- _Requirement_:
Go through the entries below and pick out every line with "already".

- _Data_:

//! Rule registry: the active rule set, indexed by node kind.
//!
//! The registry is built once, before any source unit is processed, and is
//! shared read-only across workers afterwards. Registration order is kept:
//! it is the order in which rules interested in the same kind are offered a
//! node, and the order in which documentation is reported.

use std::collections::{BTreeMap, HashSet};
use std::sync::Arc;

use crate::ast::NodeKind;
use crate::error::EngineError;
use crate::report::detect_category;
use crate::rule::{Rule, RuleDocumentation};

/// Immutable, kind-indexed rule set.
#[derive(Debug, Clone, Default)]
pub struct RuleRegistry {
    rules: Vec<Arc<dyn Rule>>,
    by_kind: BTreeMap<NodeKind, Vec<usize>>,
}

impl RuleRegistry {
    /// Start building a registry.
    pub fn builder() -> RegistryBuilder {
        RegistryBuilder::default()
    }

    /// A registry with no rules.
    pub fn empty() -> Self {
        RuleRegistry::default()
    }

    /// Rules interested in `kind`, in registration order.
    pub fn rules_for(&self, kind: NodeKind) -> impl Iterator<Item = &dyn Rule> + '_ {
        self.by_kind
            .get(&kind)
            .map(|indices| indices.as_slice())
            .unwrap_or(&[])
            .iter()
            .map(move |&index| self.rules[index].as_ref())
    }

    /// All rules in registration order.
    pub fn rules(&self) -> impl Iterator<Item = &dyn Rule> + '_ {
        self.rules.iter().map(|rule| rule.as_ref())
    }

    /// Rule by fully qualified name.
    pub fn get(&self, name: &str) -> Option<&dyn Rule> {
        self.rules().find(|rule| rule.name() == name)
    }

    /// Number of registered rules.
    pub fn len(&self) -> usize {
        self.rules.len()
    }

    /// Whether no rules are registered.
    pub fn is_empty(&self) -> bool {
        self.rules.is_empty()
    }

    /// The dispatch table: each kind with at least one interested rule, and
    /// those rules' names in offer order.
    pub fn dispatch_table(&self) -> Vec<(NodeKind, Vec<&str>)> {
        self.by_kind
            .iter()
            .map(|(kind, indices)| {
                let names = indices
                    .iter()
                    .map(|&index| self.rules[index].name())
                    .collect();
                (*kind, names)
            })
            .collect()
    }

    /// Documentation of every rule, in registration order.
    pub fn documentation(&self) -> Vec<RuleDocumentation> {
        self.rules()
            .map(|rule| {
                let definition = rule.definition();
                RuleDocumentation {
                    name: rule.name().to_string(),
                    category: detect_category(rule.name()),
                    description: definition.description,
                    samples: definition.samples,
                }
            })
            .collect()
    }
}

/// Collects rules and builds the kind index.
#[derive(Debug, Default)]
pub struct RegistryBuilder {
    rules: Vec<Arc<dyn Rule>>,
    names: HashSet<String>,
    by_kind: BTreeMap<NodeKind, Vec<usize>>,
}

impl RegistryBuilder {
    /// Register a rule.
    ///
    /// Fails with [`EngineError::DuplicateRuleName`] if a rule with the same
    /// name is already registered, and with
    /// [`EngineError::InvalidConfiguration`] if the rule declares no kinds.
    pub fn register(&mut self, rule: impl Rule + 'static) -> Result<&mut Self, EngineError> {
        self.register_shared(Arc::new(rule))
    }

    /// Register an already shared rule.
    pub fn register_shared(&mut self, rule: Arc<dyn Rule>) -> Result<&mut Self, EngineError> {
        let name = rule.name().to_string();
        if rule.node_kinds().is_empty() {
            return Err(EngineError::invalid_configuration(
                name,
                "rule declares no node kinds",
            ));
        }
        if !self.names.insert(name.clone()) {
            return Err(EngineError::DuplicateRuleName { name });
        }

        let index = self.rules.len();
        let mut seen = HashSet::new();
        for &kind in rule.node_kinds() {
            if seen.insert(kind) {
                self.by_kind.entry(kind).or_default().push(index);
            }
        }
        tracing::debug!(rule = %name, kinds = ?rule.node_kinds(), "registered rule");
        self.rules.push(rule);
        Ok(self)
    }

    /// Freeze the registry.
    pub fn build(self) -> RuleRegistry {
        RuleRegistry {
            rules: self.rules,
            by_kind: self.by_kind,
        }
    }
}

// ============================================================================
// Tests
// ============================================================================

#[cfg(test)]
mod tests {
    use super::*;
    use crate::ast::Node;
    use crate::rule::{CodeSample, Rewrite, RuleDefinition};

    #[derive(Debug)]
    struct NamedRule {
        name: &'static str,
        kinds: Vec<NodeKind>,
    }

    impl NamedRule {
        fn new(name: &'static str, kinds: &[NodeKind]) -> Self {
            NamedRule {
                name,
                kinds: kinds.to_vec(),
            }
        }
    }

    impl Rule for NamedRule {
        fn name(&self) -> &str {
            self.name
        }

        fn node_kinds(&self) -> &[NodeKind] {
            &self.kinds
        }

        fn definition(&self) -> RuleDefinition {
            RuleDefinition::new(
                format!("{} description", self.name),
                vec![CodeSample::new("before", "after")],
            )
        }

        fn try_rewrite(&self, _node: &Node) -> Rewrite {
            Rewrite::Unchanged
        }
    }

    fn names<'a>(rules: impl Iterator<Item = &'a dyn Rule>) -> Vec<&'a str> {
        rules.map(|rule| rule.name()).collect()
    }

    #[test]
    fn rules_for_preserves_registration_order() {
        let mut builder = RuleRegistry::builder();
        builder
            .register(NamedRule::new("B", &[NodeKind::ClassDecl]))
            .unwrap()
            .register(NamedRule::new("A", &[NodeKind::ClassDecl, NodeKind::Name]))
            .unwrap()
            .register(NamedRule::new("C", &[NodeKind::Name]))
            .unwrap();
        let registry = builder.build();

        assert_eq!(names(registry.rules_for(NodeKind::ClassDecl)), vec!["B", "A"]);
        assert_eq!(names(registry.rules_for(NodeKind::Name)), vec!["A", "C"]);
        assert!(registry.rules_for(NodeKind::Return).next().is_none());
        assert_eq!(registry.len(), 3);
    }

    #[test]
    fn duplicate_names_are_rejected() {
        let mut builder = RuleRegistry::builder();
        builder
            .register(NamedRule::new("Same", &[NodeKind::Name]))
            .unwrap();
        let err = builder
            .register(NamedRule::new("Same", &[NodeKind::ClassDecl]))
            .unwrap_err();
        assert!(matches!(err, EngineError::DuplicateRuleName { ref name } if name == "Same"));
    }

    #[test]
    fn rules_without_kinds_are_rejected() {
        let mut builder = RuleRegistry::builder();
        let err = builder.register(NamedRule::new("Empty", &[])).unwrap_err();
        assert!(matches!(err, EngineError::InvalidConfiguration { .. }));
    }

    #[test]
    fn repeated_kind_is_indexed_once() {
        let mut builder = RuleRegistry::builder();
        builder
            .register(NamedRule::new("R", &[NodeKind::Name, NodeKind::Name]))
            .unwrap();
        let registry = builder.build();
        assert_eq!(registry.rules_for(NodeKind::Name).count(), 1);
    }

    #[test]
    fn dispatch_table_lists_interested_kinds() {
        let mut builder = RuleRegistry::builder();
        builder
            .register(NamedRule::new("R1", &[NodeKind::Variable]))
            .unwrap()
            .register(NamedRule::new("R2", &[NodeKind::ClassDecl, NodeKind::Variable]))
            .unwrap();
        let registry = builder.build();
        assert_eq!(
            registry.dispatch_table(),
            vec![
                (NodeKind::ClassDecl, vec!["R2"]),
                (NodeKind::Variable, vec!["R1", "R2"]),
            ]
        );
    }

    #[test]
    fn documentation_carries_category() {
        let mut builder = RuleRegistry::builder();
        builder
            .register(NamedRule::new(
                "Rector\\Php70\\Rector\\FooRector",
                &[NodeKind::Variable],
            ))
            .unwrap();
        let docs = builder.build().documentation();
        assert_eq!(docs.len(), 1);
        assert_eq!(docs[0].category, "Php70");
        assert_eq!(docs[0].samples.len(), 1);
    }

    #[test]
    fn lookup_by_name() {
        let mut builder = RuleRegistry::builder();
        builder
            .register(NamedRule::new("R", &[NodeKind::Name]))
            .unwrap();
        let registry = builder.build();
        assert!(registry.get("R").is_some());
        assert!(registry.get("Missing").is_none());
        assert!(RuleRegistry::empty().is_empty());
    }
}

* * *

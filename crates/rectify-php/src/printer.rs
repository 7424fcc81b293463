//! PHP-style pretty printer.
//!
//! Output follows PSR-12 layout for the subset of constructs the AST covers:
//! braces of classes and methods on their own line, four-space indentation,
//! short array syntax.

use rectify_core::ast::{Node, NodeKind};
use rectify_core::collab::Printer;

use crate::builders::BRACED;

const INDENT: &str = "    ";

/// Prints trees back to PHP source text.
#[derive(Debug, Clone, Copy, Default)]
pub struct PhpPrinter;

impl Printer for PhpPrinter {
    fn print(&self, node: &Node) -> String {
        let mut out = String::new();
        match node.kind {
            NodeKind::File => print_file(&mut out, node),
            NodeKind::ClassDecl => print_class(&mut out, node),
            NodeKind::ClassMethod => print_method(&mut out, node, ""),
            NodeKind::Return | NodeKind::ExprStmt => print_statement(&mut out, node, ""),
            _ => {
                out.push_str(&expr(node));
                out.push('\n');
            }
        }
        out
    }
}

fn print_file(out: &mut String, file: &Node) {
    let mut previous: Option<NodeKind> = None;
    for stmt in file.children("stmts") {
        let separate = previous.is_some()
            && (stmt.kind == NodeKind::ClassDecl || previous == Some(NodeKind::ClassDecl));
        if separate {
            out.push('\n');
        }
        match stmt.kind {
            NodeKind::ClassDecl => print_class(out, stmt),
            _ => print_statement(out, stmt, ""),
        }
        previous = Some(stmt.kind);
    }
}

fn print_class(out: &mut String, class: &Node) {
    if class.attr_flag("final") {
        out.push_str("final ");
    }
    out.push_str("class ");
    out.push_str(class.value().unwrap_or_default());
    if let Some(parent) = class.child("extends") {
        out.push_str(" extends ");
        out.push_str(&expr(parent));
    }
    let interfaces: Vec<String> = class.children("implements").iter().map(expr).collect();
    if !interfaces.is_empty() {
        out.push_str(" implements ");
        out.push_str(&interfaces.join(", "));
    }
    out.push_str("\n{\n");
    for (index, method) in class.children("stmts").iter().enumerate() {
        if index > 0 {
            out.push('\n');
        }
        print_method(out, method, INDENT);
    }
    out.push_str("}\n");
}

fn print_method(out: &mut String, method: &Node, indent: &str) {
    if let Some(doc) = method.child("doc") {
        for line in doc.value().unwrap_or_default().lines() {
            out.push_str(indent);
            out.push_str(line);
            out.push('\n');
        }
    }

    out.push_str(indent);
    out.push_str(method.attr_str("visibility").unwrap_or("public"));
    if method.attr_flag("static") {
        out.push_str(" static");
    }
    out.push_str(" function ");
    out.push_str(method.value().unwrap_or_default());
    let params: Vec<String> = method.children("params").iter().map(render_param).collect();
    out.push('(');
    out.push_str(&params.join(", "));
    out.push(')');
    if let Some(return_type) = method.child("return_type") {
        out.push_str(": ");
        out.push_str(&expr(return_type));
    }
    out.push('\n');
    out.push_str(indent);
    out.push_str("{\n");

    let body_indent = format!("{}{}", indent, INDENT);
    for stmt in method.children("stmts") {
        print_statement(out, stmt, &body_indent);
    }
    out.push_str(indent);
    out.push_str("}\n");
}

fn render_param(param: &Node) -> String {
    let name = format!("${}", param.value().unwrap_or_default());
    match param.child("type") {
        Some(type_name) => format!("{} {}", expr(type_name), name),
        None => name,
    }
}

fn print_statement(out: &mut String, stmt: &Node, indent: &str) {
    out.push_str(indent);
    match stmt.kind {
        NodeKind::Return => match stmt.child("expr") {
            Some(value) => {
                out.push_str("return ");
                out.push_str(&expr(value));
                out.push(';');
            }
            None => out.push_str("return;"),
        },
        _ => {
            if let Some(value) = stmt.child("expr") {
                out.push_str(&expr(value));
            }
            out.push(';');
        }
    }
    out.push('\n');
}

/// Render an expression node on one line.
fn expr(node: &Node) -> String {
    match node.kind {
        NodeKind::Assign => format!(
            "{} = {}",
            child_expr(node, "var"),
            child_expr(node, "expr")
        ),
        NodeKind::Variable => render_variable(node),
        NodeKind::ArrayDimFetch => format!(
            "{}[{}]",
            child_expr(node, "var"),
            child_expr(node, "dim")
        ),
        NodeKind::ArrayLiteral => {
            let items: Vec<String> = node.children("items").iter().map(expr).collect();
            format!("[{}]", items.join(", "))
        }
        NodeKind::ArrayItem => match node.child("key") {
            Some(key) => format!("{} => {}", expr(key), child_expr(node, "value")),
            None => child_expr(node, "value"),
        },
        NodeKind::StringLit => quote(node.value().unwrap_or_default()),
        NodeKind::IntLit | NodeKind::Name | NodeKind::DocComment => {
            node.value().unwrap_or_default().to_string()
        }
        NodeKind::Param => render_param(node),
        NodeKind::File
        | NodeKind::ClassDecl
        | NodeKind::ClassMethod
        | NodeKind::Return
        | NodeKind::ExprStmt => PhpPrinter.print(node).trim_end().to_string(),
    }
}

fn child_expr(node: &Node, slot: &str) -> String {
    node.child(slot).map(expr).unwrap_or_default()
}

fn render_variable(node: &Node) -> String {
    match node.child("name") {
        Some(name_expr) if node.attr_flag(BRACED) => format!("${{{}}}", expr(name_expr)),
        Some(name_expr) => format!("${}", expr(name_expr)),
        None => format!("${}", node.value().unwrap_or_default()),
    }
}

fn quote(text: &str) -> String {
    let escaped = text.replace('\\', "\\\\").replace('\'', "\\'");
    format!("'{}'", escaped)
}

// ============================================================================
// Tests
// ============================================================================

- _Response box_:
    /// name is already registered, and with
    /// Register an already shared rule.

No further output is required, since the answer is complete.